GeneDx•Gaithersburg, MD

8d•$120,000 - $130,000•Remote

About The Position

The Lead Scientific Writer will be a highly skilled and detail-oriented professional, joining our dynamic team in medical affairs. This individual will have a strong background in medical writing including peer-reviewed publications, particularly in genetics and genomics. This role involves creating clear, accurate, and relevant publications for a variety of healthcare professionals.
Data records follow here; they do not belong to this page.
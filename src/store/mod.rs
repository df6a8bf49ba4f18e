//! Persistence for records, events, registrations and leave requests.

mod memory;
mod postgres;

use async_trait::async_trait;
use chrono::{DateTime, NaiveDate, Utc};
use uuid::Uuid;

use crate::error::StoreResult;
use crate::models::{
    DateRecord, EventOccurrence, LeaveRequest, LeaveStatus, NewEvent, NewLeaveRequest, Registration,
};

pub use memory::MemoryStore;
pub use postgres::PgStore;

/// Inclusive range of calendar days. Open ends are unbounded.
#[derive(Debug, Clone, Copy, Default)]
pub struct DateFilter {
    pub from: Option<NaiveDate>,
    pub to: Option<NaiveDate>,
}

impl DateFilter {
    pub fn contains(&self, date: NaiveDate) -> bool {
        self.from.map_or(true, |from| date >= from) && self.to.map_or(true, |to| date <= to)
    }
}

#[async_trait]
pub trait CalendarStore: Send + Sync {
    /// Insert or replace the user's record for `record.date`.
    async fn save_record(&self, record: DateRecord) -> StoreResult<DateRecord>;

    /// Returns `false` when there was nothing to delete.
    async fn delete_record(&self, user_id: Uuid, date: NaiveDate) -> StoreResult<bool>;

    /// Records ordered by date.
    async fn list_records(&self, user_id: Uuid, filter: DateFilter) -> StoreResult<Vec<DateRecord>>;

    async fn create_event(&self, event: NewEvent) -> StoreResult<EventOccurrence>;

    async fn get_event(&self, id: Uuid) -> StoreResult<Option<EventOccurrence>>;

    /// Events overlapping `[from, to)`, ordered by start.
    async fn list_events(&self, from: DateTime<Utc>, to: DateTime<Utc>) -> StoreResult<Vec<EventOccurrence>>;

    async fn find_registration(&self, event_id: Uuid, user_id: Uuid) -> StoreResult<Option<Registration>>;

    /// Record a registration and bump the event's counter. Fails with
    /// `CapacityReached` instead of going over capacity.
    async fn register(&self, event_id: Uuid, user_id: Uuid, at: DateTime<Utc>) -> StoreResult<Registration>;

    /// Remove a registration and decrement the counter. Returns `false` when
    /// the user was not registered.
    async fn cancel_registration(&self, event_id: Uuid, user_id: Uuid) -> StoreResult<bool>;

    async fn create_leave_request(&self, request: NewLeaveRequest, at: DateTime<Utc>) -> StoreResult<LeaveRequest>;

    async fn get_leave_request(&self, id: Uuid) -> StoreResult<Option<LeaveRequest>>;

    /// Requests ordered by start.
    async fn list_leave_requests(&self, user_id: Uuid) -> StoreResult<Vec<LeaveRequest>>;

    /// Move a pending request to `status`. A request that was already
    /// decided fails with `InvalidStateTransition`.
    async fn decide_leave_request(&self, id: Uuid, status: LeaveStatus) -> StoreResult<LeaveRequest>;
}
This individual will work cross functionally with both internal stakeholders and external collaborators to drive the dissemination of research study findings through peer-reviewed publications.

Requirements

Master’s degree in genetics, molecular biology, or a related field.
5+ years of professional medical writing experience in an industry setting, preferably in the IVD and genetic testing space.
Strong understanding of scientific research methodologies, research consents, and regulatory requirements.
Strong publication record with over 10 publications in the field of medical genetics and genetic testing.
Experience in solving complex problems with independence.
Excellent written and verbal communication skills.
Ability to work both in a team environment and independently.
Ability to manage multiple projects simultaneously.
Attention to detail and commitment to producing high-quality work.
Proficiency in data visualization and figure design to display data in an easily digestible format.
Proficiency in Microsoft Office Suite, reference management, and data visualization software.

Nice To Haves

Advanced degree (PhD, MD, or equivalent) in genetics, molecular biology, or a related field.
Familiarity with genetic testing technologies and their clinical applications.
Certified Medical Publication Professional (CMPP) or equivalent
Membership in professional medical writing organizations (e.g., AMWA, EMWA).

Responsibilities

Develop and write high-quality scientific and medical content, including congress abstracts, posters, presentations and peer-reviewed original research articles and clinical studies.
Coordinate manuscript submissions, draft reviewer response documents, and revise and resubmit manuscripts and relevant supplementary materials to peer-reviewed journals.
Collaborate with cross-functional teams on manuscripts, including researchers, clinicians, and regulatory affairs, to ensure accuracy of scientific content and compliance with industry standards.
Conduct thorough literature reviews and stay updated on the latest advancements in genetics and genomics.
Translate complex scientific information into clear and accessible language for diverse audiences, including collaborators and management.
Ensure all written materials adhere to company guidelines, regulatory requirements, and best practices in medical writing (e.g. ICMJE and GPP best-practice guidelines).
Participate in the development and review of standard operating procedures (SOPs) related to medical writing and publication development activities.
Coordinate the Medical, Legal, and Regulatory review process for publications (publication review committee; PRC) in JIRA.